**Assignment**: Go through the data and copy every line in which "substitution" appears.

**Entries shown**:
--
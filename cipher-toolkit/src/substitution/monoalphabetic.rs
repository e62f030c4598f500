//! Keyed monoalphabetic substitution

use crate::error::{CipherError, Result};
use crate::text;

/// A bijection of the 26-letter alphabet.
#[derive(Debug, Clone, PartialEq, Eq)]
pub struct Alphabet {
    forward: [u8; 26],
    inverse: [u8; 26],
}

impl Alphabet {
    /// Parses a 26-letter key such as `QWERTYUIOPASDFGHJKLZXCVBNM`.
    pub fn parse(key: &str) -> Result<Self> {
        let key = key.to_uppercase();
        let count = key.chars().count();
        if count != 26 {
            return Err(CipherError::InvalidKeyLength(format!(
                "key must be exactly 26 characters (one for each letter), got {count}"
            )));
        }

        let mut forward = [0u8; 26];
        let mut inverse = [u8::MAX; 26];
        for (plain, c) in key.chars().enumerate() {
            let cipher = text::letter_index(c).ok_or_else(|| {
                CipherError::InvalidKeyFormat(format!("'{c}' is not a letter A-Z"))
            })?;
            if inverse[cipher as usize] != u8::MAX {
                return Err(CipherError::NonPermutationKey(format!(
                    "letter '{c}' appears more than once; key must contain all 26 unique letters"
                )));
            }
            forward[plain] = cipher;
            inverse[cipher as usize] = plain as u8;
        }

        Ok(Self { forward, inverse })
    }

    fn map(table: &[u8; 26], c: char) -> char {
        match text::letter_index(c) {
            Some(index) => {
                let base = if c.is_ascii_uppercase() { b'A' } else { b'a' };
                (base + table[index as usize]) as char
            }
            None => c,
        }
    }

    pub fn substitute(&self, c: char) -> char {
        Self::map(&self.forward, c)
    }

    pub fn restore(&self, c: char) -> char {
        Self::map(&self.inverse, c)
    }
}

/// Encrypts text using a keyed substitution alphabet.
///
/// # Arguments
///
/// * `content` - The plaintext to encrypt
/// * `key` - 26 distinct letters; position `i` is the image of the `i`-th letter
///
/// # Returns
///
/// The substituted text, case and non-letters preserved
pub fn encrypt(content: &str, key: &str) -> Result<String> {
    let alphabet = Alphabet::parse(key)?;
    Ok(content.chars().map(|c| alphabet.substitute(c)).collect())
}

/// Applies the inverse alphabet of `key`.
pub fn decrypt(content: &str, key: &str) -> Result<String> {
    let alphabet = Alphabet::parse(key)?;
    Ok(content.chars().map(|c| alphabet.restore(c)).collect())
}

#[cfg(test)]
mod tests {
    use super::*;

    const KEY: &str = "QWERTYUIOPASDFGHJKLZXCVBNM";

    #[test]
    fn test_encrypt_preserves_case() {
        assert_eq!(encrypt("Hello, World", KEY).unwrap(), "Itssg, Vgksr");
    }

    #[test]
    fn test_round_trip() {
        let plaintext = "The quick brown fox jumps over the lazy dog.";
        let ciphertext = encrypt(plaintext, &KEY.to_lowercase()).unwrap();
        assert_eq!(decrypt(&ciphertext, KEY).unwrap(), plaintext);
    }

    #[test]
    fn test_wrong_length() {
        assert!(matches!(
            encrypt("abc", "ABC"),
            Err(CipherError::InvalidKeyLength(_))
        ));
    }

    #[test]
    fn test_repeated_letter() {
        assert!(matches!(
            encrypt("abc", "AACDEFGHIJKLMNOPQRSTUVWXYZ"),
            Err(CipherError::NonPermutationKey(_))
        ));
    }

    #[test]
    fn test_non_letter_in_key() {
        assert!(matches!(
            encrypt("abc", "1BCDEFGHIJKLMNOPQRSTUVWXYZ"),
            Err(CipherError::InvalidKeyFormat(_))
        ));
    }
}
//! CBC (Cipher Block Chaining) mode implementation

use crate::{BlockCipher, Result, error::CipherError, utils};

use super::CipherModes;

impl CipherModes {
    /// CBC mode encryption with PKCS#7 padding
    pub fn cbc_encrypt<C: BlockCipher>(
        cipher: &C,
        key: &[u8],
        plaintext: &[u8],
        iv: &[u8],
    ) -> Result<Vec<u8>> {
        let block_size = cipher.block_size();
        if iv.len() != block_size {
            return Err(CipherError::InvalidCiphertextEncoding(format!(
                "IV must be {block_size} bytes, got {}",
                iv.len()
            )));
        }

        let padded_data = utils::add_padding(plaintext, block_size);
        let mut ciphertext = Vec::with_capacity(padded_data.len());
        let mut previous_block = iv.to_vec();

        for chunk in padded_data.chunks(block_size) {
            let xored = utils::xor_blocks(chunk, &previous_block)?;
            let encrypted_block = cipher.encrypt(key, &xored)?;
            ciphertext.extend(&encrypted_block);
            previous_block = encrypted_block;
        }

        Ok(ciphertext)
    }

    /// CBC mode decryption; strips and validates the padding
    pub fn cbc_decrypt<C: BlockCipher>(
        cipher: &C,
        key: &[u8],
        ciphertext: &[u8],
        iv: &[u8],
    ) -> Result<Vec<u8>> {
        let block_size = cipher.block_size();
        if iv.len() != block_size {
            return Err(CipherError::InvalidCiphertextEncoding(format!(
                "IV must be {block_size} bytes, got {}",
                iv.len()
            )));
        }

        if ciphertext.is_empty() || ciphertext.len() % block_size != 0 {
            return Err(CipherError::InvalidCiphertextEncoding(format!(
                "ciphertext must be a non-empty multiple of {block_size} bytes"
            )));
        }

        let mut plaintext = Vec::with_capacity(ciphertext.len());
        let mut previous_block = iv;

        for chunk in ciphertext.chunks(block_size) {
            let decrypted_block = cipher.decrypt(key, chunk)?;
            let xored = utils::xor_blocks(&decrypted_block, previous_block)?;
            plaintext.extend(xored);
            previous_block = chunk;
        }

        utils::remove_padding(&plaintext, block_size)
    }
}
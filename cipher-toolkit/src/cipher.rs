//! Generic block cipher trait and the primitives behind it
//!
//! The transforms themselves come from the RustCrypto `aes` and `des` crates;
//! this module only adapts them to a key-per-call block interface.

use aes::Aes256;
use aes::cipher::generic_array::GenericArray;
use aes::cipher::{BlockDecrypt, BlockEncrypt, BlockSizeUser, KeyInit, KeySizeUser};
use des::Des;

use crate::error::{CipherError, Result};

/// Trait for a generic block cipher
pub trait BlockCipher {
    /// Encrypts a single block
    fn encrypt(&self, key: &[u8], block: &[u8]) -> Result<Vec<u8>>;

    /// Decrypts a single block
    fn decrypt(&self, key: &[u8], block: &[u8]) -> Result<Vec<u8>>;

    /// Returns the block size of the cipher
    fn block_size(&self) -> usize;

    /// Returns the exact key size in bytes
    fn key_size(&self) -> usize;
}

fn keyed<C: KeyInit>(key: &[u8], name: &str) -> Result<C> {
    C::new_from_slice(key).map_err(|_| {
        CipherError::InvalidKeyLength(format!(
            "{name} requires a {}-byte key, got {}",
            C::key_size(),
            key.len()
        ))
    })
}

fn check_block<C: BlockSizeUser>(block: &[u8], name: &str) -> Result<()> {
    if block.len() != C::block_size() {
        return Err(CipherError::InvalidCiphertextEncoding(format!(
            "{name} operates on {}-byte blocks, got {}",
            C::block_size(),
            block.len()
        )));
    }
    Ok(())
}

fn encrypt_with<C: KeyInit + BlockEncrypt>(key: &[u8], block: &[u8], name: &str) -> Result<Vec<u8>> {
    check_block::<C>(block, name)?;
    let cipher: C = keyed(key, name)?;
    let mut buffer = GenericArray::clone_from_slice(block);
    cipher.encrypt_block(&mut buffer);
    Ok(buffer.to_vec())
}

fn decrypt_with<C: KeyInit + BlockDecrypt>(key: &[u8], block: &[u8], name: &str) -> Result<Vec<u8>> {
    check_block::<C>(block, name)?;
    let cipher: C = keyed(key, name)?;
    let mut buffer = GenericArray::clone_from_slice(block);
    cipher.decrypt_block(&mut buffer);
    Ok(buffer.to_vec())
}

/// AES with a 256-bit key, 128-bit blocks.
#[derive(Debug, Clone, Copy, Default)]
pub struct Aes256Primitive;

impl BlockCipher for Aes256Primitive {
    fn encrypt(&self, key: &[u8], block: &[u8]) -> Result<Vec<u8>> {
        encrypt_with::<Aes256>(key, block, "AES-256")
    }

    fn decrypt(&self, key: &[u8], block: &[u8]) -> Result<Vec<u8>> {
        decrypt_with::<Aes256>(key, block, "AES-256")
    }

    fn block_size(&self) -> usize {
        Aes256::block_size()
    }

    fn key_size(&self) -> usize {
        Aes256::key_size()
    }
}

/// DES with a 64-bit key, 64-bit blocks.
#[derive(Debug, Clone, Copy, Default)]
pub struct DesPrimitive;

impl BlockCipher for DesPrimitive {
    fn encrypt(&self, key: &[u8], block: &[u8]) -> Result<Vec<u8>> {
        encrypt_with::<Des>(key, block, "DES")
    }

    fn decrypt(&self, key: &[u8], block: &[u8]) -> Result<Vec<u8>> {
        decrypt_with::<Des>(key, block, "DES")
    }

    fn block_size(&self) -> usize {
        Des::block_size()
    }

    fn key_size(&self) -> usize {
        Des::key_size()
    }
}

#[cfg(test)]
mod tests {
    use super::*;

    #[test]
    fn test_sizes() {
        assert_eq!(Aes256Primitive.block_size(), 16);
        assert_eq!(Aes256Primitive.key_size(), 32);
        assert_eq!(DesPrimitive.block_size(), 8);
        assert_eq!(DesPrimitive.key_size(), 8);
    }

    #[test]
    fn test_des_known_answer() {
        // classic DES test vector
        let key = hex::decode("133457799BBCDFF1").unwrap();
        let block = hex::decode("0123456789ABCDEF").unwrap();
        let encrypted = DesPrimitive.encrypt(&key, &block).unwrap();
        assert_eq!(hex::encode(&encrypted), "85e813540f0ab405");
        assert_eq!(DesPrimitive.decrypt(&key, &encrypted).unwrap(), block);
    }

    #[test]
    fn test_aes_known_answer() {
        // FIPS-197 appendix C.3
        let key: Vec<u8> = (0u8..32).collect();
        let block = hex::decode("00112233445566778899aabbccddeeff").unwrap();
        let encrypted = Aes256Primitive.encrypt(&key, &block).unwrap();
        assert_eq!(hex::encode(&encrypted), "8ea2b7ca516745bfeafc49904b496089");
        assert_eq!(Aes256Primitive.decrypt(&key, &encrypted).unwrap(), block);
    }

    #[test]
    fn test_wrong_sizes() {
        assert!(matches!(
            DesPrimitive.encrypt(b"short", b"12345678"),
            Err(CipherError::InvalidKeyLength(_))
        ));
        assert!(matches!(
            DesPrimitive.encrypt(b"8bytekey", b"1234"),
            Err(CipherError::InvalidCiphertextEncoding(_))
        ));
    }
}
--
**Task solution**:
filename cipher-toolkit/src/substitution/monoalphabetic.rs
//! Keyed monoalphabetic substitution
/// Encrypts text using a keyed substitution alphabet.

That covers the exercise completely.